** DATA FOR THE TASK follows **

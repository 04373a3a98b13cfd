//! Movement-phase resolution.
//!
//! Adjudicates the full set of simultaneous hold/move/support/convoy orders.
//! The plan is computed over an immutable snapshot of the state and applied
//! in one step, so the outcome depends only on the set of finalized orders,
//! never on submission order.
//!
//! The algorithm starts from the optimistic guess that every effective move
//! succeeds and iterates to a fixed point: each pass re-evaluates the
//! still-successful moves against current strengths and permanently
//! invalidates the losers. A pass can only remove successes, so the loop
//! terminates within one pass per unit. Convoy disruption and support
//! cutting by ordered moves are decided up front; support lost to
//! dislodgement and to non-vacating friendly targets is re-derived inside
//! the loop.

use std::collections::BTreeMap;

use crate::board::{GameState, Order, UnitId};

/// A successful move in the resolution plan.
#[derive(Debug, Clone, PartialEq, Eq)]
pub struct MovedUnit {
    pub unit: UnitId,
    pub from: String,
    pub to: String,
    pub to_coast: Option<String>,
}

/// A defeated defender, tagged with the winning attacker's origin.
#[derive(Debug, Clone, PartialEq, Eq)]
pub struct Dislodgement {
    pub unit: UnitId,
    pub attacker_from: String,
}

/// The complete movement resolution plan.
#[derive(Debug, Clone, PartialEq, Eq, Default)]
pub struct MovementOutcome {
    pub moved: Vec<MovedUnit>,
    /// Movers whose move failed; they stay in place.
    pub bounced: Vec<UnitId>,
    /// Convoyed armies whose convoy was attacked; they never left.
    pub disrupted: Vec<UnitId>,
    pub dislodged: Vec<Dislodgement>,
}

/// A unit with an effective move this turn (plain or convoyed-intact).
#[derive(Debug, Clone)]
struct Mover {
    unit: UnitId,
    owner: String,
    from: String,
    to: String,
    to_coast: Option<String>,
}

#[derive(Debug, Clone)]
enum SupportKind {
    Hold { target: String },
    Move { from: String, to: String },
}

#[derive(Debug, Clone)]
struct Supporter {
    unit: UnitId,
    owner: String,
    at: String,
    kind: SupportKind,
    /// Cut by a hostile ordered move into the supporter's region. Decided
    /// once; origin equal to the supported attack's destination is exempt.
    cut: bool,
}

struct Resolver {
    movers: Vec<Mover>,
    supporters: Vec<Supporter>,
    /// Region -> (occupant id, occupant owner) at the start of the phase.
    occupants: BTreeMap<String, (UnitId, String)>,
    /// Current success guess per mover; failures are permanent.
    ok: BTreeMap<UnitId, bool>,
    disrupted: Vec<UnitId>,
}

/// Computes the resolution plan for the current movement phase.
pub fn resolve_movement(state: &GameState) -> MovementOutcome {
    let mut resolver = Resolver::build(state);
    resolver.iterate();
    let outcome = resolver.outcome();
    tracing::debug!(
        moved = outcome.moved.len(),
        bounced = outcome.bounced.len(),
        disrupted = outcome.disrupted.len(),
        dislodged = outcome.dislodged.len(),
        "movement resolved"
    );
    outcome
}

impl Resolver {
    fn build(state: &GameState) -> Resolver {
        let mut occupants = BTreeMap::new();
        for region in state.board.regions() {
            if let Some(id) = region.occupant {
                if let Some(unit) = state.unit(id) {
                    occupants.insert(region.name.clone(), (id, unit.owner.clone()));
                }
            }
        }

        let mut movers = Vec::new();
        let mut disrupted = Vec::new();
        for unit in state.units.values() {
            match &unit.order {
                Order::Move { to, to_coast } => movers.push(Mover {
                    unit: unit.id,
                    owner: unit.owner.clone(),
                    from: unit.position.clone(),
                    to: to.clone(),
                    to_coast: to_coast.clone(),
                }),
                Order::ConvoyMove { from, to } => {
                    if convoy_intact(state, from, to) {
                        movers.push(Mover {
                            unit: unit.id,
                            owner: unit.owner.clone(),
                            from: from.clone(),
                            to: to.clone(),
                            to_coast: None,
                        });
                    } else {
                        tracing::debug!(unit = unit.id, %from, %to, "convoy disrupted");
                        disrupted.push(unit.id);
                    }
                }
                _ => {}
            }
        }

        let mut supporters = Vec::new();
        for unit in state.units.values() {
            let kind = match &unit.order {
                Order::SupportHold { target } => SupportKind::Hold {
                    target: target.clone(),
                },
                Order::SupportMove { from, to } => SupportKind::Move {
                    from: from.clone(),
                    to: to.clone(),
                },
                _ => continue,
            };
            let exempt_origin = match &kind {
                SupportKind::Move { to, .. } => Some(to.as_str()),
                SupportKind::Hold { .. } => None,
            };
            let cut = movers.iter().any(|m| {
                m.to == unit.position
                    && m.owner != unit.owner
                    && exempt_origin != Some(m.from.as_str())
            });
            supporters.push(Supporter {
                unit: unit.id,
                owner: unit.owner.clone(),
                at: unit.position.clone(),
                kind,
                cut,
            });
        }

        let ok = movers.iter().map(|m| (m.unit, true)).collect();
        Resolver {
            movers,
            supporters,
            occupants,
            ok,
            disrupted,
        }
    }

    fn iterate(&mut self) {
        loop {
            let mut failed = Vec::new();
            for m in &self.movers {
                if self.ok[&m.unit] && !self.move_succeeds(m) {
                    failed.push(m.unit);
                }
            }
            if failed.is_empty() {
                break;
            }
            for unit in failed {
                self.ok.insert(unit, false);
            }
        }
    }

    fn mover(&self, unit: UnitId) -> Option<&Mover> {
        self.movers.iter().find(|m| m.unit == unit)
    }

    fn occupant(&self, region: &str) -> Option<&(UnitId, String)> {
        self.occupants.get(region)
    }

    /// True if the occupant is currently leaving its region, as seen by a
    /// unit moving in from `toward.from`. A head-to-head opponent does not
    /// vacate: the two would swap places, which is illegal without convoy.
    fn vacates(&self, occupant: UnitId, toward: &Mover) -> bool {
        match self.mover(occupant) {
            Some(m) => m.to != toward.from && self.ok[&occupant],
            None => false,
        }
    }

    fn move_succeeds(&self, m: &Mover) -> bool {
        // Self-dislodgement is forbidden: a friendly occupant that stays
        // downgrades the move to a bounce.
        if let Some((occ, occ_owner)) = self.occupant(&m.to) {
            if *occ_owner == m.owner && !self.vacates(*occ, m) {
                return false;
            }
        }

        let strength = self.attack_strength(m);
        if strength <= self.hold_strength(&m.to) {
            return false;
        }

        // Head-to-head: the destination's occupant is attacking back along
        // the same edge. A symmetric contest of attack strengths.
        if let Some((occ, _)) = self.occupant(&m.to) {
            if let Some(opponent) = self.mover(*occ) {
                if opponent.to == m.from && strength <= self.attack_strength(opponent) {
                    return false;
                }
            }
        }

        // Every rival attacking the same destination must be outbid.
        for other in &self.movers {
            if other.unit != m.unit
                && other.to == m.to
                && strength <= self.prevent_strength(other)
            {
                return false;
            }
        }

        true
    }

    fn attack_strength(&self, m: &Mover) -> i32 {
        let mut strength = 1;
        for s in &self.supporters {
            if let SupportKind::Move { from, to } = &s.kind {
                if *from == m.from && *to == m.to && self.support_counts(s, m) {
                    strength += 1;
                }
            }
        }
        strength
    }

    /// A support contributes only while the supporter is neither cut nor
    /// dislodged, and never toward dislodging the supporter's own unit.
    fn support_counts(&self, s: &Supporter, m: &Mover) -> bool {
        if s.cut || self.dislodged_now(&s.at) {
            return false;
        }
        if let Some((occ, occ_owner)) = self.occupant(&m.to) {
            if *occ_owner == s.owner && !self.vacates(*occ, m) {
                return false;
            }
        }
        true
    }

    /// True if a successful move currently lands on the region.
    fn dislodged_now(&self, region: &str) -> bool {
        self.movers.iter().any(|m| self.ok[&m.unit] && m.to == region)
    }

    fn hold_strength(&self, region: &str) -> i32 {
        let Some((occ, _)) = self.occupant(region) else {
            return 0;
        };
        if let Some(_m) = self.mover(*occ) {
            // A vacating unit defends with nothing; a failed mover defends
            // alone, without hold support.
            return if self.ok[occ] { 0 } else { 1 };
        }
        let mut strength = 1;
        for s in &self.supporters {
            if let SupportKind::Hold { target } = &s.kind {
                if target == region && !s.cut && !self.dislodged_now(&s.at) {
                    strength += 1;
                }
            }
        }
        strength
    }

    fn prevent_strength(&self, m: &Mover) -> i32 {
        // A mover beaten in its head-to-head no longer contests its
        // destination.
        if let Some((occ, _)) = self.occupant(&m.to) {
            if let Some(opponent) = self.mover(*occ) {
                if opponent.to == m.from && !self.ok[&m.unit] {
                    return 0;
                }
            }
        }
        let mut strength = 1;
        for s in &self.supporters {
            if let SupportKind::Move { from, to } = &s.kind {
                if *from == m.from && *to == m.to && self.support_counts(s, m) {
                    strength += 1;
                }
            }
        }
        strength
    }

    fn outcome(self) -> MovementOutcome {
        let mut outcome = MovementOutcome {
            disrupted: self.disrupted.clone(),
            ..MovementOutcome::default()
        };

        for m in &self.movers {
            if self.ok[&m.unit] {
                outcome.moved.push(MovedUnit {
                    unit: m.unit,
                    from: m.from.clone(),
                    to: m.to.clone(),
                    to_coast: m.to_coast.clone(),
                });
            } else {
                outcome.bounced.push(m.unit);
            }
        }

        // A defender is dislodged when a successful move lands on it and
        // it did not itself move away.
        for m in &self.movers {
            if !self.ok[&m.unit] {
                continue;
            }
            if let Some((occ, _)) = self.occupant(&m.to) {
                let occupant_left = self
                    .mover(*occ)
                    .is_some_and(|om| self.ok[&om.unit]);
                if !occupant_left {
                    outcome.dislodged.push(Dislodgement {
                        unit: *occ,
                        attacker_from: m.from.clone(),
                    });
                }
            }
        }

        outcome
    }
}

/// True if the convoyed move has at least one matching convoy order on a
/// sea-region navy that no move targets this turn. Any attack on the
/// convoying navy disrupts the chain, even one that goes on to bounce.
fn convoy_intact(state: &GameState, from: &str, to: &str) -> bool {
    state.units.values().any(|navy| {
        let Order::Convoy {
            from: c_from,
            to: c_to,
        } = &navy.order
        else {
            return false;
        };
        if c_from != from || c_to != to {
            return false;
        }
        !state.units.values().any(|attacker| {
            matches!(&attacker.order, Order::Move { to: target, .. } if *target == navy.position)
        })
    })
}

/// Applies a resolution plan: dislodgement markers first, then all
/// vacated regions are cleared before any arrivals land, so chains and
/// rotations settle in a single step.
pub fn apply_movement(state: &mut GameState, outcome: &MovementOutcome) {
    for d in &outcome.dislodged {
        if let Some(unit) = state.units.get_mut(&d.unit) {
            tracing::debug!(unit = d.unit, attacker_from = %d.attacker_from, "unit dislodged");
            unit.dislodged_from = Some(d.attacker_from.clone());
        }
    }

    for m in &outcome.moved {
        let region = state.board.region_mut(&m.from);
        if region.occupant == Some(m.unit) {
            region.occupant = None;
        }
    }
    for m in &outcome.moved {
        state.board.region_mut(&m.to).occupant = Some(m.unit);
        if let Some(unit) = state.units.get_mut(&m.unit) {
            unit.position = m.to.clone();
            unit.sub_position = m.to_coast.clone();
        }
    }
}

** End of DATA FOR THE TASK **

Where does the word "whose" appear in the material above? Copy every line that holds it.

§ **EXERCISE OUTPUT**:
    /// Movers whose move failed; they stay in place.
    /// Convoyed armies whose convoy was attacked; they never left.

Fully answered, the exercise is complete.